I raised you to be a strong, modern woman, so start acting like it.
’ That’s why I didn’t want you to call her.
I’m worried she’ll tell me that if I’d taken her advice, this wouldn’t have happened to me. ”
“She’d be wrong for it,” I said, angry all over again. “Men like Beau? They’re more dangerous when they’re desperate. He might have snapped and run you off the road or something instead. And I’m sorry I tried to push you into calling someone.

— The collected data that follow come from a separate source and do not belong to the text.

use serde::{Deserialize, Serialize};

/// A color symbol as used in a card's color identity.
#[derive(Clone, Copy, Debug, PartialEq, Eq, Hash, Serialize, Deserialize)]
pub enum Color {
	#[serde(rename = "W")]
	White,
	#[serde(rename = "U")]
	Blue,
	#[serde(rename = "B")]
	Black,
	#[serde(rename = "R")]
	Red,
	#[serde(rename = "G")]
	Green,
	#[serde(rename = "C")]
	Colorless,
}

impl Color {
	/// All symbols in WUBRG order, colorless last.
	pub const ALL: [Color; 6] = [
		Color::White,
		Color::Blue,
		Color::Black,
		Color::Red,
		Color::Green,
		Color::Colorless,
	];

	pub fn symbol(self) -> &'static str {
		match self {
			Color::White => "W",
			Color::Blue => "U",
			Color::Black => "B",
			Color::Red => "R",
			Color::Green => "G",
			Color::Colorless => "C",
		}
	}

	pub fn from_symbol(symbol: &str) -> Option<Self> {
		Self::ALL.into_iter().find(|c| c.symbol() == symbol)
	}

	pub fn label(self) -> &'static str {
		match self {
			Color::White => "White",
			Color::Blue => "Blue",
			Color::Black => "Black",
			Color::Red => "Red",
			Color::Green => "Green",
			Color::Colorless => "Colorless",
		}
	}
}

/// A card as fetched from the catalog. Never mutated after decoding.
#[derive(Clone, Debug, PartialEq, Deserialize)]
#[serde(from = "wire::ScryfallCard")]
pub struct CardRecord {
	pub id: String,
	pub name: String,
	pub image: Option<String>,
	pub type_line: String,
	pub oracle_text: Option<String>,
	pub color_identity: Vec<Color>,
	pub colors: Option<Vec<Color>>,
	pub cmc: f64,
	pub price: Option<f64>,
}

impl CardRecord {
	pub fn is_land(&self) -> bool {
		self.type_line.to_lowercase().contains("land")
	}

	/// Mana value with fractional costs truncated, as used by filters.
	pub fn mana_value(&self) -> u32 {
		self.cmc.max(0.0).floor() as u32
	}
}

/// Scryfall JSON shapes. Only the fields the graph needs are decoded.
mod wire {
	use serde::Deserialize;

	use super::{CardRecord, Color};

	#[derive(Deserialize)]
	pub(super) struct ImageUris {
		art_crop: Option<String>,
	}

	#[derive(Deserialize)]
	pub(super) struct CardFace {
		image_uris: Option<ImageUris>,
		oracle_text: Option<String>,
	}

	#[derive(Deserialize, Default)]
	pub(super) struct Prices {
		usd: Option<String>,
	}

	#[derive(Deserialize)]
	pub(super) struct ScryfallCard {
		id: String,
		name: String,
		#[serde(default)]
		type_line: String,
		oracle_text: Option<String>,
		image_uris: Option<ImageUris>,
		#[serde(default)]
		card_faces: Vec<CardFace>,
		#[serde(default)]
		color_identity: Vec<Color>,
		colors: Option<Vec<Color>>,
		#[serde(default)]
		cmc: f64,
		#[serde(default)]
		prices: Option<Prices>,
	}

	impl From<ScryfallCard> for CardRecord {
		fn from(card: ScryfallCard) -> Self {
			let image = card
				.image_uris
				.and_then(|uris| uris.art_crop)
				.or_else(|| {
					card.card_faces
						.iter()
						.find_map(|face| face.image_uris.as_ref()?.art_crop.clone())
				})
				.filter(|uri| !uri.is_empty());
			let oracle_text = card
				.oracle_text
				.or_else(|| card.card_faces.iter().find_map(|f| f.oracle_text.clone()));
			let price = card
				.prices
				.unwrap_or_default()
				.usd
				.and_then(|usd| usd.parse::<f64>().ok());

			CardRecord {
				id: card.id,
				name: card.name,
				image,
				type_line: card.type_line,
				oracle_text,
				color_identity: card.color_identity,
				colors: card.colors,
				cmc: card.cmc,
				price,
			}
		}
	}
}


#[cfg(test)]
mod tests {
	use super::*;

	#[test]
	fn decodes_single_faced_card() {
		let card: CardRecord = serde_json::from_str(
			r#"{
				"id": "b4e8a4c2",
				"name": "Sol Ring",
				"type_line": "Artifact",
				"oracle_text": "{T}: Add {C}{C}.",
				"image_uris": { "small": "s.jpg", "art_crop": "art.jpg" },
				"color_identity": [],
				"colors": [],
				"cmc": 1.0,
				"prices": { "usd": "1.49", "usd_foil": null }
			}"#,
		)
		.unwrap();

		assert_eq!(card.name, "Sol Ring");
		assert_eq!(card.image.as_deref(), Some("art.jpg"));
		assert_eq!(card.price, Some(1.49));
		assert!(card.color_identity.is_empty());
		assert!(!card.is_land());
	}

	#[test]
	fn double_faced_card_falls_back_to_first_face() {
		let card: CardRecord = serde_json::from_str(
			r#"{
				"id": "dfc",
				"name": "Delver of Secrets // Insectile Aberration",
				"type_line": "Creature — Human Wizard // Creature — Human Insect",
				"card_faces": [
					{ "oracle_text": "Look at the top card.", "image_uris": { "art_crop": "front.jpg" } },
					{ "oracle_text": "Flying", "image_uris": { "art_crop": "back.jpg" } }
				],
				"color_identity": ["U"],
				"cmc": 1.0,
				"prices": { "usd": null }
			}"#,
		)
		.unwrap();

		assert_eq!(card.image.as_deref(), Some("front.jpg"));
		assert_eq!(card.oracle_text.as_deref(), Some("Look at the top card."));
		assert_eq!(card.color_identity, vec![Color::Blue]);
		assert_eq!(card.colors, None);
		assert_eq!(card.price, None);
	}

	#[test]
	fn mana_value_truncates_fractional_costs() {
		let card: CardRecord = serde_json::from_str(
			r#"{ "id": "x", "name": "Little Girl", "type_line": "Creature — Human Child", "cmc": 0.5 }"#,
		)
		.unwrap();
		assert_eq!(card.mana_value(), 0);
		assert!(card.image.is_none());
	}

	#[test]
	fn color_symbols_round_trip() {
		for color in Color::ALL {
			assert_eq!(Color::from_symbol(color.symbol()), Some(color));
		}
		assert_eq!(Color::from_symbol("X"), None);
	}
}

I won’t do it again.”
“Thank you.”
“You’re welcome.”
The shower cut off, and she reached out to snag her towel.
I quickly turned my back again.
I heard the shower curtain open, and then the sound of her stepping out. “Uh . . . do you have clothes I can wear?”

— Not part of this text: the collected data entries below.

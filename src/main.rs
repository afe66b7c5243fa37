use card_graph::{App, init_logging};

fn main() {
	init_logging();
	leptos::mount::mount_to_body(App);
}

“Yeah, sorry. We probably should have grabbed those first.”
I led her out of the bathroom. It sat right at the top of the stairs, with my bedroom to the right, and the guest room to the left.
I’d done laundry the other day, so there were plenty of clothes to choose from.
Emma selected a pair of dark sweats, a T-shirt, and a big cable-knit sweater that would look like a dress on her.
She was on the taller side, but the men in my family ran bigger than most, and at six foot four, I stood head and shoulders above her.
“I can change into them while you shower,” she said, clutching her little pile to her chest, beads of water still clinging to her skin.
My stomach tightened. I’d been so fixated on making sure she got warm and clean that I hadn’t thought ahead to what might happen next. From the look on her face, it was clear she still didn’t want to be alone, so I guessed we were doing this.
I snagged some clothes for myself and returned to the bathroom with Emma right on my heels.
She closed the door behind us while I cranked the water back on.
My shirt stuck to my back, sticky and uncomfortable and starting to smell from how much I’d sweat in it.
I pulled it off overhead and dropped my hands to my belt, tugging it loose.
Emma, I was sure, had already turned her back like I had, but I tossed a glance over my shoulder just to check.
She was ogling me, her cheeks pink, eyes wide, mouth open as her gaze drank me in.
My dick twitched.
Don’t you fucking dare, I warned it.
Emma yanked her eyes up to mine, her face turning absolutely scarlet. “I like your tattoo,” she blurted, like that was what she’d been so distracted by—a tiny four-leaf clover on the back of my shoulder that I’d drunkenly gotten on St. Paddy’s Day my junior year of college.
In any other moment, I wouldn’t have let a woman get away with such a blatant lie. I would have turned, pressed her back to the door, and tormented her with my fingers and my mouth until she confessed the truth. But that wasn’t what this was between us. It couldn’t be. So I made an exception.
“Thanks,” I said.
She whipped around to face the wall, and I stripped off the rest of my clothes and climbed into the shower.
The water was still warm, and the feel of it pelting into me after a long day of work and then a short night of trauma made me understand why Emma had moaned.
This felt like a luxury. I wanted to linger, let the heat go to work on my sore muscles and the steam carry away all my dark thoughts, but Emma was out there waiting, and I didn’t know if not being able to see me was enough to trigger her panic, so I worked the soap over my body quickly, scrubbing off the dirt and sweat.
“Am I good to come out?” I asked when I was done.
“Yup!” she said.
I cut the water off and pushed the curtain back.
Emma stood facing me, and we both froze, staring at each other.